Con relación a los hechos en que tomó parte Judas, se nos invita a imaginar a Jesús de pie con sus discípulos observando una turba de gente que asciende por la colina. Ese grupo resulta ser un escuadrón de soldados, con Judas al lado de su jefe, acompañados por una turba de curiosos y seguramente unos cuantos representantes de los Fariseos.
Se acercan. Ninguno de ellos sabe que el que a todas luces es el jefe del pequeño grupo que encuentran, es Jesús. Nacido apenas a una ocho millas de allí, y quien durante los tres años anteriores ha estado haciendo milagros por los alrededores. Ninguno de ellos reconoce alguno de los discípulos, ni podía imaginarse que Jesús tendría que estar allí. No se le ocurre a nadie que las largas cabelleras de todos esos hombres están demostrando que son Nazaritas, aquella secta tan detestada por los Fariseos por derivarse de los antiguos ocultistas Caldeos.
No; todos están pendientes de Judas. Con todos los ojos fijos en él. Judas se adelanta, encarándose con las miradas de censura de sus hasta entonces condiscípulos, y tratando de eludir la mirada serena y compasiva de Jesús….Está resuelto a obtener ese puñado de monedas. Se adelanta hasta Jesús y le besa. Todos saben ahora cuál es Jesús. Entonces Judas puede desaparecer aprovechando la excitación general.
¿Se retira Judas para disfrutar de su bien ganada recompensa? Cuando ve que van a condenar a Jesús, cosa que parece que no se le había ocurrido, se siente abrumado inmediatamente de remordimiento. Mira las monedas, pero no las arroja al arroyo con una maldición sino que piensa que debe ir a buscar al sumo sacerdote y rogarle que se las reciba. Este esfuerzo económico y tardío de restituir el dinero, le es rechazado con sorna, y entonces Judas va y se ahorca.

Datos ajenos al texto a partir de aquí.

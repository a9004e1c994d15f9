//! Incident report workflow: filing, lookup by subject, and deletion.
//!
//! Filing posts the report to the report log and stores the posted message ID with
//! the record, both under the collection lock, so a report never exists without its
//! log message (or the other way round) from the caller's point of view.

use chrono::Utc;

use crate::{
    config::Config,
    error::{notification::NotificationError, workflow::WorkflowError},
    model::{
        incident::{IncidentReport, IncidentReportFields, IncidentReports, ReportId, ReportSummary},
        invoker::Invoker,
        notification::{color, Destination, Embed, Notification},
    },
    service::{
        auth::{authorize, require_channel},
        draft::DraftStore,
        notify::Notifier,
        store::RecordStore,
    },
    util::{date::parse_date, validate::require_filled},
};

/// Service orchestrating the incident report lifecycle.
pub struct IncidentReportService<'a> {
    config: &'a Config,
    store: &'a RecordStore,
    drafts: &'a DraftStore,
    notifier: &'a dyn Notifier,
}

impl<'a> IncidentReportService<'a> {
    /// Creates a new IncidentReportService instance.
    ///
    /// # Arguments
    /// - `config` - Destinations and role IDs
    /// - `store` - Record store holding the report collection
    /// - `drafts` - Per-user drafts of rejected submissions
    /// - `notifier` - Outbound notification port
    ///
    /// # Returns
    /// - `IncidentReportService` - New service instance
    pub fn new(
        config: &'a Config,
        store: &'a RecordStore,
        drafts: &'a DraftStore,
        notifier: &'a dyn Notifier,
    ) -> Self {
        Self {
            config,
            store,
            drafts,
            notifier,
        }
    }

    /// Checks that `invoker` may file or delete reports from where they are.
    ///
    /// Commands call this before opening the report form so a member without access
    /// is turned away before typing anything.
    pub fn check_access(&self, invoker: &Invoker) -> Result<(), WorkflowError> {
        authorize(invoker, &[self.config.roles.unit_staff])?;
        require_channel(invoker, self.config.destinations.staff_alert)
    }

    /// Draft left by the handler's last rejected submission, if still retained.
    pub async fn draft_for(&self, handler: &Invoker) -> Option<IncidentReportFields> {
        self.drafts.get(handler.user_id).await
    }

    /// Files a new incident report.
    ///
    /// Validates the submission, allocates the next report ID, posts the report to the
    /// report log, and persists the record with the posted message ID. A staff alert
    /// linking to the report follows on a best-effort basis. Whenever the submission
    /// is rejected or cannot be completed, the fields are kept as a draft for the
    /// handler so the next form opens pre-filled; a successful filing clears it.
    ///
    /// # Arguments
    /// - `handler` - Staff member filing the report
    /// - `fields` - Submitted form values
    ///
    /// # Returns
    /// - `Ok(ReportId)` - ID of the filed report
    /// - `Err(WorkflowError::Unauthorized)` - Handler lacks the staff role
    /// - `Err(WorkflowError::WrongChannel)` - Not invoked from the staff channel
    /// - `Err(WorkflowError::InvalidInput)` - Unreadable date or blank required field
    /// - `Err(WorkflowError::NotificationDeliveryFailed)` - Report log post failed; nothing stored
    /// - `Err(WorkflowError::StorageUnavailable)` - Record could not be stored; the log post is withdrawn
    pub async fn file_report(
        &self,
        handler: &Invoker,
        fields: IncidentReportFields,
    ) -> Result<ReportId, WorkflowError> {
        self.check_access(handler)?;

        match self.try_file(handler, &fields).await {
            Ok(report_id) => {
                self.drafts.discard(handler.user_id).await;
                Ok(report_id)
            }
            Err(e) => {
                self.drafts.save(handler.user_id, fields).await;
                Err(e)
            }
        }
    }

    async fn try_file(
        &self,
        handler: &Invoker,
        fields: &IncidentReportFields,
    ) -> Result<ReportId, WorkflowError> {
        require_filled("subject for the incident", &fields.subject)?;
        require_filled("description of the incident", &fields.details)?;
        require_filled("outcome for the incident", &fields.outcome)?;

        let now = Utc::now();
        let date = parse_date(&fields.date_text, now)?;

        let mut reports = self.store.lock::<IncidentReports>().await?;
        let report_id = reports.next_id();

        let evidence = fields
            .evidence
            .as_ref()
            .map(|e| e.trim().to_string())
            .filter(|e| !e.is_empty());

        let embed = Embed::new(report_id.title(), color::RED)
            .field("Incident Subject", fields.subject.trim())
            .field("Incident Handler", handler.mention())
            .field("Incident Date", date.format("%Y-%m-%d").to_string())
            .field("Incident Details", fields.details.trim())
            .field(
                "Incident Evidence",
                evidence.as_deref().unwrap_or("No evidence provided"),
            )
            .field("Incident Outcome", fields.outcome.trim())
            .timestamp(now);

        let posted = self
            .notifier
            .send(Destination::ReportLog, Notification::embed(embed))
            .await?;

        reports.push(IncidentReport {
            report_id,
            subject: fields.subject.trim().to_string(),
            handler_id: handler.user_id,
            handler_name: handler.display_name.clone(),
            date,
            details: fields.details.trim().to_string(),
            evidence,
            outcome: fields.outcome.trim().to_string(),
            message_id: posted.message_id,
            filed_at: now,
        });

        if let Err(e) = reports.commit().await {
            if let Err(cleanup) = self
                .notifier
                .delete(Destination::ReportLog, posted.message_id)
                .await
            {
                tracing::error!(
                    "Failed to withdraw report log message {} for unsaved {}: {}",
                    posted.message_id,
                    report_id.title(),
                    cleanup
                );
            }
            return Err(e.into());
        }

        tracing::info!(
            "{} filed by {} ({})",
            report_id.title(),
            handler.display_name,
            handler.user_id
        );

        let alert = Notification::text(format!(
            "New incident report filed by {}: [View Report]({})",
            handler.mention(),
            posted.jump_url(self.config.guild_id)
        ));
        if let Err(e) = self.notifier.send(Destination::StaffAlert, alert).await {
            tracing::warn!("Failed to alert staff about {}: {}", report_id.title(), e);
        }

        Ok(report_id)
    }

    /// Finds reports whose subject contains `subject`.
    ///
    /// # Arguments
    /// - `invoker` - Staff member running the lookup
    /// - `subject` - Name or Discord ID to search for, matched case-insensitively
    ///
    /// # Returns
    /// - `Ok(Vec<ReportSummary>)` - Matching reports in filing order, possibly empty
    /// - `Err(WorkflowError::Unauthorized)` - Invoker lacks the staff role
    /// - `Err(WorkflowError::InvalidInput)` - Blank search text
    /// - `Err(WorkflowError::StorageUnavailable)` - Collection could not be read
    pub async fn lookup_reports(
        &self,
        invoker: &Invoker,
        subject: &str,
    ) -> Result<Vec<ReportSummary>, WorkflowError> {
        authorize(invoker, &[self.config.roles.unit_staff])?;
        require_filled("Discord ID or name to search for", subject)?;

        let reports = self.store.load::<IncidentReports>().await?;

        Ok(reports.matching(subject))
    }

    /// Deletes a report and its report log message.
    ///
    /// A log message that is already gone does not block the deletion. Any other
    /// failure to delete it leaves the record in place. Remaining reports keep their
    /// IDs.
    ///
    /// # Arguments
    /// - `invoker` - Staff member deleting the report
    /// - `report_ref` - Free-form report reference such as `Incident Report 0004` or `4`
    ///
    /// # Returns
    /// - `Ok(ReportId)` - ID of the deleted report
    /// - `Err(WorkflowError::Unauthorized)` - Invoker lacks the staff role
    /// - `Err(WorkflowError::WrongChannel)` - Not invoked from the staff channel
    /// - `Err(WorkflowError::InvalidInput)` - Reference contains no usable number
    /// - `Err(WorkflowError::NotFound)` - No report with that ID
    /// - `Err(WorkflowError::NotificationDeliveryFailed)` - Log message could not be deleted
    /// - `Err(WorkflowError::StorageUnavailable)` - Collection could not be read or written
    pub async fn delete_report(
        &self,
        invoker: &Invoker,
        report_ref: &str,
    ) -> Result<ReportId, WorkflowError> {
        self.check_access(invoker)?;

        let report_id: ReportId = report_ref.parse()?;

        let mut reports = self.store.lock::<IncidentReports>().await?;
        let message_id = reports
            .find(report_id)
            .map(|r| r.message_id)
            .ok_or_else(|| {
                WorkflowError::NotFound(format!("Report ID {} does not exist.", report_ref.trim()))
            })?;

        match self
            .notifier
            .delete(Destination::ReportLog, message_id)
            .await
        {
            Ok(()) => {}
            Err(NotificationError::NotFound) => {
                tracing::warn!(
                    "Report log message {} for {} was already gone",
                    message_id,
                    report_id.title()
                );
            }
            Err(e) => return Err(e.into()),
        }

        reports.remove(report_id);
        reports.commit().await?;

        tracing::info!(
            "{} deleted by {} ({})",
            report_id.title(),
            invoker.display_name,
            invoker.user_id
        );

        Ok(report_id)
    }
}
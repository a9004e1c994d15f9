use thiserror::Error;

/// Failures of the record store.
///
/// Every variant is surfaced to users as a generic "storage unavailable" failure; the
/// detail is only ever logged.
#[derive(Error, Debug)]
pub enum StorageError {
    /// Database operation error from SeaORM.
    #[error(transparent)]
    Database(#[from] sea_orm::DbErr),

    /// Stored body could not be decoded into the collection's document type.
    ///
    /// The stored row is left untouched so the data can be recovered by hand.
    #[error("Stored document '{collection}' is corrupt: {source}")]
    Corrupt {
        /// Collection whose body failed to decode
        collection: &'static str,
        /// Underlying decode error
        #[source]
        source: serde_json::Error,
    },

    /// Document could not be encoded for storage.
    #[error("Failed to encode document '{collection}': {source}")]
    Serialize {
        /// Collection being saved
        collection: &'static str,
        /// Underlying encode error
        #[source]
        source: serde_json::Error,
    },

    /// Stored document was written by a newer schema than this build understands.
    #[error("Stored document '{collection}' has version {found}, newest supported is {supported}")]
    UnsupportedVersion {
        /// Collection with the unknown version
        collection: &'static str,
        /// Version found in storage
        found: i32,
        /// Newest version this build can read
        supported: i32,
    },
}
/// Cuts `text` to at most `max` characters, marking the cut with an ellipsis.
pub fn truncate(text: &str, max: usize) -> String {
    if text.chars().count() <= max {
        return text.to_string();
    }

    let mut cut: String = text.chars().take(max.saturating_sub(1)).collect();
    cut.push('…');
    cut
}
use tokio_cron_scheduler::{Job, JobScheduler};

use crate::{error::AppError, service::draft::DraftStore};

/// Starts the draft sweep scheduler.
///
/// Runs every minute and drops incident report drafts whose retention window has
/// elapsed. Drafts are also expired lazily on read, so the sweep only bounds memory
/// held for users who never come back.
///
/// # Arguments
/// - `drafts` - Draft store shared with the bot
///
/// # Returns
/// - `Ok(JobScheduler)` - Running scheduler; keep it alive for the life of the process
/// - `Err(AppError::SchedulerErr)` - Job could not be created or the scheduler failed to start
pub async fn start_scheduler(drafts: DraftStore) -> Result<JobScheduler, AppError> {
    let scheduler = JobScheduler::new().await?;

    let job = Job::new_async("0 * * * * *", move |_uuid, _lock| {
        let drafts = drafts.clone();

        Box::pin(async move {
            let purged = drafts.purge_expired().await;
            if purged > 0 {
                tracing::debug!("Purged {} expired incident report drafts", purged);
            }
        })
    })?;

    scheduler.add(job).await?;
    scheduler.start().await?;

    tracing::info!("Draft sweep scheduler started");

    Ok(scheduler)
}
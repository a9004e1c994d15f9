use super::*;

/// Tests finding a stored document by collection name.
///
/// Expected: Ok(Some(document)) with the stored body
#[tokio::test]
async fn returns_stored_document() -> Result<(), DbErr> {
    let test = TestBuilder::new().with_document_table().build().await.unwrap();
    let db = test.db.as_ref().unwrap();

    create_document(db, "no_show_data", r#"{"42":{"count":0,"records":[]}}"#).await?;

    let repo = DocumentRepository::new(db);
    let result = repo.find("no_show_data").await?;

    assert!(result.is_some());
    let document = result.unwrap();
    assert_eq!(document.collection, "no_show_data");
    assert_eq!(document.version, 1);
    assert!(document.body.contains("\"42\""));

    Ok(())
}

/// Tests finding a collection that was never written.
///
/// Expected: Ok(None)
#[tokio::test]
async fn returns_none_for_missing_collection() -> Result<(), DbErr> {
    let test = TestBuilder::new().with_document_table().build().await.unwrap();
    let db = test.db.as_ref().unwrap();

    let repo = DocumentRepository::new(db);

    assert!(repo.find("incident_reports").await?.is_none());

    Ok(())
}

/// Tests that collections are isolated from each other.
///
/// Expected: each name returns only its own body
#[tokio::test]
async fn returns_only_requested_collection() -> Result<(), DbErr> {
    let test = TestBuilder::new().with_document_table().build().await.unwrap();
    let db = test.db.as_ref().unwrap();

    create_document(db, "incident_reports", "[]").await?;
    create_document(db, "performance_bonus", "{}").await?;

    let repo = DocumentRepository::new(db);

    assert_eq!(repo.find("incident_reports").await?.unwrap().body, "[]");
    assert_eq!(repo.find("performance_bonus").await?.unwrap().body, "{}");

    Ok(())
}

Este incidente pone de manifiesto el vicio de la avaricia con toda su fealdad. Los placeres que pueden comprarse con dinero, están simbolizados por el beso traicionero. Por la índole de la recompensa ofrecida a Judas, treinta monedas, se ve claro que se trata de mostrar una lucha moral, conforme al uso del número 30.
De modo similar, el comportamiento de Pedro también es imposible. Su cobarde negación de Jesús no convence, pues Pedro, lo mismo que todos los demás discípulos, ya tenía que haberse dado cuenta de los riesgos que corría, y los habría aceptado. Además debe haber sido bien conocido como uno de los discípulos de Jesús, en una comunidad que al fin y al cabo no era muy numerosa.
¿No es extraño, pues, que aunque todos los otros discípulos y los seguidores menos regulares de Jesús, no se presentaron luego en la corte para defender a Jesús, se haga aparecer allí a Pedro, el cobarde, el mismo que habría de tratar de escabullirse, y que fuera reconocido y retado por una mujer cualquiera? ¿No sería más probable que las cosas ocurrieran de otra manera diferente, que Pedro fuera el ausente, y que los seguidores más constantes de Jesús fueran los que se presentaran a luchar fuertemente en su defensa?